My question is about lighting hotel rooms for the hotel's website. I am torn between doing a single exposure and trying to get my lighting right in one shot (ambient, tungsten, and flash all mixed), or trying to light the room separately and do multiple exposures and mask them later.

My original plan was to take the image at around 1/60th of a second, somewhere between f11-f16 and expose for the light coming in the window. Then use 5-6 speedlights and strobes in various parts of the room to highlight certain areas. I was planning on removing all the flourescent lights out of the lamps and replace them with AC Slave strobes that can screw in the household sockets.
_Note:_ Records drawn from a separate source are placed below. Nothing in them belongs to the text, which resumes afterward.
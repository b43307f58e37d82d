//! Top-level allocator: ties all tiers together and implements `GlobalAlloc`.
//!
//! Static state lives here. `RuMalloc` is zero-sized; all mutable state is
//! in module-level statics protected by spinlocks or atomics.
//!
//! Cache strategy (fastest to slowest):
//! - `nightly` feature: `#[thread_local]` with const-init (single TLS read, no branches)
//! - `std` feature: `std::thread_local!` with const-init (no lazy init overhead)
//! - neither: central cache only (locked, slowest)
//!
//! Exactly three tiers: thread cache, central cache, page cache. No per-CPU
//! slab tier sits between thread and central caches here.

use crate::central_free_list::CentralCache;
use crate::config::{PAGE_SHIFT, PAGE_SIZE};
use crate::page_heap::{PageHeap, SystemPageSource};
use crate::pagemap::PageMap;
use crate::size_class;
use crate::sync::SpinMutex;
use crate::{stat_add, stat_inc};
use core::alloc::{GlobalAlloc, Layout};
use core::ptr;

cfg_if::cfg_if! {
    if #[cfg(any(feature = "nightly", feature = "std"))] {
        use crate::thread_cache::ThreadCache;
    }
}

use crate::span::{self, FreeObject};

static SYSTEM_PAGE_SOURCE: SystemPageSource = SystemPageSource;
pub(crate) static PAGE_MAP: PageMap = PageMap::new();
pub(crate) static PAGE_HEAP: SpinMutex<PageHeap> =
    SpinMutex::new(PageHeap::new(&PAGE_MAP, &SYSTEM_PAGE_SOURCE));
pub(crate) static CENTRAL_CACHE: CentralCache = CentralCache::new();

cfg_if::cfg_if! {
    if #[cfg(feature = "nightly")] {
        #[derive(Clone, Copy, PartialEq)]
        #[repr(u8)]
        enum TlsState {
            Uninitialized = 0,
            Active = 1,
            Destroyed = 2,
        }

        struct TlsSlot<T> {
            state: TlsState,
            content: T,
        }

        #[inline(always)]
        unsafe fn tc() -> *mut ThreadCache {
            unsafe { core::ptr::addr_of_mut!(TC.content) }
        }

        #[thread_local]
        static mut TC: TlsSlot<ThreadCache> = TlsSlot {
            state: TlsState::Uninitialized,
            content: ThreadCache::new(),
        };

        /// Flush the ThreadCache and mark TC as Destroyed (reentrancy-safe).
        #[cold]
        #[allow(dead_code)] // Only called from cleanup modules (std feature)
        unsafe fn tc_destroy() {
            unsafe {
                if TC.state == TlsState::Active {
                    TC.state = TlsState::Destroyed;
                    (*tc()).flush_and_destroy(&CENTRAL_CACHE, &PAGE_HEAP, &PAGE_MAP);
                }
            }
        }

        #[cold]
        #[inline(never)]
        unsafe fn tc_init() {
            // Set BEFORE cleanup registration — if register() triggers allocation,
            // the reentrant call sees TC as Active and uses it normally.
            unsafe { TC.state = TlsState::Active };
            tc_cleanup::register();
        }

        #[cfg(feature = "std")]
        mod tc_cleanup {
            struct Guard;

            impl Drop for Guard {
                fn drop(&mut self) {
                    if unsafe { super::TC.state } == super::TlsState::Active {
                        unsafe { super::tc_destroy() };
                    }
                }
            }

            std::thread_local! {
                static GUARD: Guard = const { Guard };
            }

            pub(super) fn register() {
                // Use try_with: if std's TLS is already destroyed (rare edge case
                // during thread shutdown), silently skip — the ThreadCache leaks.
                let _ = GUARD.try_with(|_| {});
            }
        }

        #[cfg(not(feature = "std"))]
        mod tc_cleanup {
            pub(super) fn register() {}
        }
    } else if #[cfg(feature = "std")] {
        std::thread_local! {
            static TC_CELL: core::cell::UnsafeCell<ThreadCache> = const {
                core::cell::UnsafeCell::new(ThreadCache::new())
            };
        }
    }
}
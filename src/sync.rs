//! Lightweight synchronization primitives for use in the allocator.
//!
//! We cannot use `std::sync::Mutex` because it allocates. Instead we provide
//! a simple test-and-set spinlock and a `SpinMutex<T>` wrapper.

use core::cell::UnsafeCell;
use core::ops::{Deref, DerefMut};
use core::sync::atomic::{AtomicBool, Ordering};

/// A simple test-and-set spinlock.
pub struct SpinLock {
    locked: AtomicBool,
}

impl Default for SpinLock {
    fn default() -> Self {
        Self::new()
    }
}

impl SpinLock {
    pub const fn new() -> Self {
        Self {
            locked: AtomicBool::new(false),
        }
    }

    #[inline]
    pub fn lock(&self) {
        if self
            .locked
            .compare_exchange_weak(false, true, Ordering::Acquire, Ordering::Relaxed)
            .is_ok()
        {
            return;
        }
        self.lock_slow();
    }

    #[cold]
    fn lock_slow(&self) {
        loop {
            // Spin while locked (read-only, doesn't invalidate cache line)
            while self.locked.load(Ordering::Relaxed) {
                core::hint::spin_loop();
            }
            if self
                .locked
                .compare_exchange_weak(false, true, Ordering::Acquire, Ordering::Relaxed)
                .is_ok()
            {
                return;
            }
        }
    }

    #[inline]
    pub fn unlock(&self) {
        self.locked.store(false, Ordering::Release);
    }

    #[inline]
    pub fn try_lock(&self) -> bool {
        self.locked
            .compare_exchange(false, true, Ordering::Acquire, Ordering::Relaxed)
            .is_ok()
    }
}

unsafe impl Send for SpinLock {}
unsafe impl Sync for SpinLock {}

/// A mutex that uses a spinlock for synchronization.
/// Does not allocate and can be used in a `static`.
pub struct SpinMutex<T> {
    lock: SpinLock,
    data: UnsafeCell<T>,
}

impl<T> SpinMutex<T> {
    pub const fn new(val: T) -> Self {
        Self {
            lock: SpinLock::new(),
            data: UnsafeCell::new(val),
        }
    }

    #[inline]
    pub fn lock(&self) -> SpinMutexGuard<'_, T> {
        self.lock.lock();
        SpinMutexGuard { mutex: self }
    }

    #[inline]
    pub fn try_lock(&self) -> Option<SpinMutexGuard<'_, T>> {
        if self.lock.try_lock() {
            Some(SpinMutexGuard { mutex: self })
        } else {
            None
        }
    }
}

unsafe impl<T: Send> Send for SpinMutex<T> {}
unsafe impl<T: Send> Sync for SpinMutex<T> {}

/// RAII guard for `SpinMutex`. Unlocks on drop.
pub struct SpinMutexGuard<'a, T> {
    mutex: &'a SpinMutex<T>,
}

impl<T> Deref for SpinMutexGuard<'_, T> {
    type Target = T;

    #[inline]
    fn deref(&self) -> &T {
        unsafe { &*self.mutex.data.get() }
    }
}

impl<T> DerefMut for SpinMutexGuard<'_, T> {
    #[inline]
    fn deref_mut(&mut self) -> &mut T {
        unsafe { &mut *self.mutex.data.get() }
    }
}

impl<T> Drop for SpinMutexGuard<'_, T> {
    #[inline]
    fn drop(&mut self) {
        self.mutex.lock.unlock();
    }
}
Never have used those AC Slaves though before so not sure of the results.

Doing test shots with the 16-35mm lens on a 5D Mark II revealed too much distortion of straight lines so I will rent either the 17mm Tilt shift or the 24mm tilt shift for the final images.

I guess my other options are to light with hot lights so what I see is what I get or to try to do different exposures and do HDR, or shoot different exposures and mask later so I don't have to worry about trying to hide all my artificial light sources. This sounds like a lot of post work though and I have not done this type of editing as of yet other than basic HDR with Photomatix.

Any advice is appreciated on what would be the simplest solution with best results?
 
From another recent thread:
I wish I can find that one architectural photographer who takes bracketed shots with different WB.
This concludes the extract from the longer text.